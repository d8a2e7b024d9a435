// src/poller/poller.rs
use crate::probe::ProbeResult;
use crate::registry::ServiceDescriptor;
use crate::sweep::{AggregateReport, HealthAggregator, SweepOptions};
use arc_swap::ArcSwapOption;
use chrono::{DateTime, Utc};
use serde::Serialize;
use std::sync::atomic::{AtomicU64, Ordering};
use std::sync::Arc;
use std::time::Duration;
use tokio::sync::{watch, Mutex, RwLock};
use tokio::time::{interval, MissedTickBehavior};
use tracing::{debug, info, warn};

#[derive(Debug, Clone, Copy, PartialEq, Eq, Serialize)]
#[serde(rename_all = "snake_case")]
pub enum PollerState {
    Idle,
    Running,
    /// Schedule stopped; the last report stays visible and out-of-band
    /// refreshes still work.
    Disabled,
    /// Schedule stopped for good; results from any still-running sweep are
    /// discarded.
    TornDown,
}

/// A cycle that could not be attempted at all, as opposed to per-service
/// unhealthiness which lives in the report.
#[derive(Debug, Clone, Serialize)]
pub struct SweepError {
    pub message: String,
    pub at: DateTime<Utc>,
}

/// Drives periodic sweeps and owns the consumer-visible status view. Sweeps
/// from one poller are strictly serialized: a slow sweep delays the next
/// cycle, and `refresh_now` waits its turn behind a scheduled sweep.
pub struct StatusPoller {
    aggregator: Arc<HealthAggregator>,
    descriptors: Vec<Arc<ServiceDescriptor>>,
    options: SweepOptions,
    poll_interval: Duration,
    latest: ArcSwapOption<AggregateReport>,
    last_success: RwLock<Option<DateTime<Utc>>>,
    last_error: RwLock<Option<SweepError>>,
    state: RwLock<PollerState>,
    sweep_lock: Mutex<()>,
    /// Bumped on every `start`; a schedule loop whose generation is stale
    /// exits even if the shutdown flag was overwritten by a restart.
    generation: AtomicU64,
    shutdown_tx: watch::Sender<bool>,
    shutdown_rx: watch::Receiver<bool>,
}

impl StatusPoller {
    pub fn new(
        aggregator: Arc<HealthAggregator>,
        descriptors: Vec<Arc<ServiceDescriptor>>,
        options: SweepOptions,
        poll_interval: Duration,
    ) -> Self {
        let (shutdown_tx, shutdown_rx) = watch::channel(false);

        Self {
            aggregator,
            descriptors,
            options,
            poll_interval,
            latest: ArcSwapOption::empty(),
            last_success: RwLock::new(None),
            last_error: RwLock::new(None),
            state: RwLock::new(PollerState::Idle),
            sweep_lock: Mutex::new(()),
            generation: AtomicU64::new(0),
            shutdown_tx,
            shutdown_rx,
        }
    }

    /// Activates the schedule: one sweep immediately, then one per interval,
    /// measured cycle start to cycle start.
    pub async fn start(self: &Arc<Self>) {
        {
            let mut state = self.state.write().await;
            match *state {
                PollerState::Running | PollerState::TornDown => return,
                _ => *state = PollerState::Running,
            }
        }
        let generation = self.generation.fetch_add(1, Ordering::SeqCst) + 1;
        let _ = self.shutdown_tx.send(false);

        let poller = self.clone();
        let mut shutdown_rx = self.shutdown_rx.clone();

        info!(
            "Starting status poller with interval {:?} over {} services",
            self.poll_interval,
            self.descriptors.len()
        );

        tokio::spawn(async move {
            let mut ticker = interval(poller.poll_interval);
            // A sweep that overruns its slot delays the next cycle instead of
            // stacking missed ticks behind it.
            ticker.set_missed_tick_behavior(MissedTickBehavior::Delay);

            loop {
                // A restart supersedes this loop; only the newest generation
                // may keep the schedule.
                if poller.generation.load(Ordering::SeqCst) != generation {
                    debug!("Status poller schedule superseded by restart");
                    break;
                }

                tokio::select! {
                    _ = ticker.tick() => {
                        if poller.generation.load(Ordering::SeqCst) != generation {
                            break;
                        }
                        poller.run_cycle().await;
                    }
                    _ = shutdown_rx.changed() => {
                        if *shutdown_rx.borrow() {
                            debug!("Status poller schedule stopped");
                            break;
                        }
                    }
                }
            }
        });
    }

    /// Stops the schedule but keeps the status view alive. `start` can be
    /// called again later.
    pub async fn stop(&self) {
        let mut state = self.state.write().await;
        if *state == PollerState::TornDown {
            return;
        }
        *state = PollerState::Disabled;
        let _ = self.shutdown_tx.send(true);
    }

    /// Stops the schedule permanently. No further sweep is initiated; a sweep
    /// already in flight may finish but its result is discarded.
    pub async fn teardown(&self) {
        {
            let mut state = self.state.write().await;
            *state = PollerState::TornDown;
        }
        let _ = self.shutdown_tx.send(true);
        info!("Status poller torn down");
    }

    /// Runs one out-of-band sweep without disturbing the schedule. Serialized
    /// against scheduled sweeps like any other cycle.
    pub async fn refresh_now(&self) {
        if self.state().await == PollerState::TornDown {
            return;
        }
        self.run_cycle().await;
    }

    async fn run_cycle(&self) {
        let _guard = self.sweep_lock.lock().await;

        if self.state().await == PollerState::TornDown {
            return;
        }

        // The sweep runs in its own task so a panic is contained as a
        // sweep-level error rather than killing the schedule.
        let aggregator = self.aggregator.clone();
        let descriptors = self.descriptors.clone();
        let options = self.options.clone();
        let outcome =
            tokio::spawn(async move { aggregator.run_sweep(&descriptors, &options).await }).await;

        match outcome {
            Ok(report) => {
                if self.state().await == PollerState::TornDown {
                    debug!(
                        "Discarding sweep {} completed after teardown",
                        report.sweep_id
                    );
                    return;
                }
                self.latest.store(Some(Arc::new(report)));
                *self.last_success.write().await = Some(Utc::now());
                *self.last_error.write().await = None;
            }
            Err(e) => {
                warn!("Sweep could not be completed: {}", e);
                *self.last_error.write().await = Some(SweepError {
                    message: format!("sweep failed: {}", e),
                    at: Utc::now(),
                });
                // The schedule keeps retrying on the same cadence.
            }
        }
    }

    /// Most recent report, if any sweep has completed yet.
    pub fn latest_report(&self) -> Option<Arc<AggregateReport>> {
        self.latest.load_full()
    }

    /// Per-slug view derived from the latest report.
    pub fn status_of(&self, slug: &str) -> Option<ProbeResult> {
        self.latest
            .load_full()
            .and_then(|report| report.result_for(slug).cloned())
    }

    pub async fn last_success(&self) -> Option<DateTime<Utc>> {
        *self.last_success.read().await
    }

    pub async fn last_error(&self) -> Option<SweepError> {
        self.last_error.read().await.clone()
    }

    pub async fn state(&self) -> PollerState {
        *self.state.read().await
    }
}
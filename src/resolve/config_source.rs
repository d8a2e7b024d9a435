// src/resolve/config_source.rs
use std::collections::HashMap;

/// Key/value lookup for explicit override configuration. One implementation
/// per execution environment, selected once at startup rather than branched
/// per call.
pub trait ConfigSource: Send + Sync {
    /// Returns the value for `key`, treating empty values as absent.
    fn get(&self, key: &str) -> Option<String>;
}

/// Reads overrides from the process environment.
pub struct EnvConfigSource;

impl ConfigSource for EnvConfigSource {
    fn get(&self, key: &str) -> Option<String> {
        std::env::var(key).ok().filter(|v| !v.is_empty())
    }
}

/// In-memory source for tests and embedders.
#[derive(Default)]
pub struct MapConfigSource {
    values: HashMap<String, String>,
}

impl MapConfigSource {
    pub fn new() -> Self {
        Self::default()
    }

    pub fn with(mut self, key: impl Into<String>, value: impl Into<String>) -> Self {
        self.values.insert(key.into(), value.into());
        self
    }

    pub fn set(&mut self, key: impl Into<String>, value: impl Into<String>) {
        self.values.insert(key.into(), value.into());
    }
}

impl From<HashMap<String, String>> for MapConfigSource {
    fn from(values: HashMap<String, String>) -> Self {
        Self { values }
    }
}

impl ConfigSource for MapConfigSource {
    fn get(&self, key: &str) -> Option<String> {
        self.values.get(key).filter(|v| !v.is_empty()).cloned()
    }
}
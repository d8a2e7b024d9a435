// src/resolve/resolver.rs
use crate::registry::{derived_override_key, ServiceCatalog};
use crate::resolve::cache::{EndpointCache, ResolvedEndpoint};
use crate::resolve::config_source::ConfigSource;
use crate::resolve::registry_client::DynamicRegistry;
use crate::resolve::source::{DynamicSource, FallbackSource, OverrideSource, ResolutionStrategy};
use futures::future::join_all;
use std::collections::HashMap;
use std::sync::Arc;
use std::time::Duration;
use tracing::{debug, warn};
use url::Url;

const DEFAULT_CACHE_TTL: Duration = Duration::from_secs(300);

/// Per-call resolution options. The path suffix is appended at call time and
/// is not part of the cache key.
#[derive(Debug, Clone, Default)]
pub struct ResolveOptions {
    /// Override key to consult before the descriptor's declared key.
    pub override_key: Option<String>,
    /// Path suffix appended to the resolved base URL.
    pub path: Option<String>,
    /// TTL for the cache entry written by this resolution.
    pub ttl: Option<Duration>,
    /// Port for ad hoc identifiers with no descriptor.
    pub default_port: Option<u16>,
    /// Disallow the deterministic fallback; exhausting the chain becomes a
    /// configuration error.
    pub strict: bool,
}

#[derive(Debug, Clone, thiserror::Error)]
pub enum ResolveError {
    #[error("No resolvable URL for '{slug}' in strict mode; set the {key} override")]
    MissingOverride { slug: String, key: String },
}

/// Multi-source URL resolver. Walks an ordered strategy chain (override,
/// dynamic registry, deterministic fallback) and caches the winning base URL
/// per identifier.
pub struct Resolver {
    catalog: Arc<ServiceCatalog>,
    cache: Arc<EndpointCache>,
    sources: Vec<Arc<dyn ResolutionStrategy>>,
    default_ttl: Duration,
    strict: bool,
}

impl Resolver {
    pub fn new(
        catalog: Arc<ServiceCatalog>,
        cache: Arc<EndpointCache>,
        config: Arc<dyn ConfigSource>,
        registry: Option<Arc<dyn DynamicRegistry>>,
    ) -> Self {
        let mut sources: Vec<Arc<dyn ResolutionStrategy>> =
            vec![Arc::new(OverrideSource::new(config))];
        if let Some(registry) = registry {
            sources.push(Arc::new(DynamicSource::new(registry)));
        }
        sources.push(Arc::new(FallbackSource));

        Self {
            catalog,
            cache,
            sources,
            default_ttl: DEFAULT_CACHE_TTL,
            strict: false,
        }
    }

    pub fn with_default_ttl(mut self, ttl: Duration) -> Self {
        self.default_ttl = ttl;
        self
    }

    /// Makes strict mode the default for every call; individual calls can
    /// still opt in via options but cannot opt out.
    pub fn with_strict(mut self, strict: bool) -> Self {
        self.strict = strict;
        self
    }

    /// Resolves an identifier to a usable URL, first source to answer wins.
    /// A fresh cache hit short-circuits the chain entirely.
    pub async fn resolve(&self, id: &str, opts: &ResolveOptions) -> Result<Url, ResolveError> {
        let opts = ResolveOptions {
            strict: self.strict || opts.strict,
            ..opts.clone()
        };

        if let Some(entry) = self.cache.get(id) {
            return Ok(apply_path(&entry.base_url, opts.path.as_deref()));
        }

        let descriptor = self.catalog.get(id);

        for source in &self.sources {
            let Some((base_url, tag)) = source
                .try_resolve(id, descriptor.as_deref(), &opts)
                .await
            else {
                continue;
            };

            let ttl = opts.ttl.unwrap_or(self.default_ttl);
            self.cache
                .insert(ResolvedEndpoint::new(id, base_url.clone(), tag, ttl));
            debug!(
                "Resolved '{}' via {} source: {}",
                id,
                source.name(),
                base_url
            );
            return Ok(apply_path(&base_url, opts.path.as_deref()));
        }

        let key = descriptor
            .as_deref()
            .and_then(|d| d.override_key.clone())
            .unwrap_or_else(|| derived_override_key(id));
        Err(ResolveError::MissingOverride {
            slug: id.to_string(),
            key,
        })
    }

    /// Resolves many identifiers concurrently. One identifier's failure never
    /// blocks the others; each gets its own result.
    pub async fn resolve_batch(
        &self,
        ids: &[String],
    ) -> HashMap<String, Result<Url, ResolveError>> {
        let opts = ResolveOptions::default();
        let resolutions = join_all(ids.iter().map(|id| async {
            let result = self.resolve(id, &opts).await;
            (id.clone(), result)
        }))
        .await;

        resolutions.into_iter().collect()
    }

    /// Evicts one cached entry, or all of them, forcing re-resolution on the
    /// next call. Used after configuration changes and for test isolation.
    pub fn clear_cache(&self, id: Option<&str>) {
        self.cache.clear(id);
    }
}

────────────────────

What is expected>
For this exercise, output exactly the lines above from the line with "async fn run_cycle(&self)" to the line with "let aggregator = self.aggregator.clone();", counting both, and leave out the rest.

Response to this exercise>
    async fn run_cycle(&self) {
        let _guard = self.sweep_lock.lock().await;

        if self.state().await == PollerState::TornDown {
            return;
        }

        // The sweep runs in its own task so a panic is contained as a
        // sweep-level error rather than killing the schedule.
        let aggregator = self.aggregator.clone();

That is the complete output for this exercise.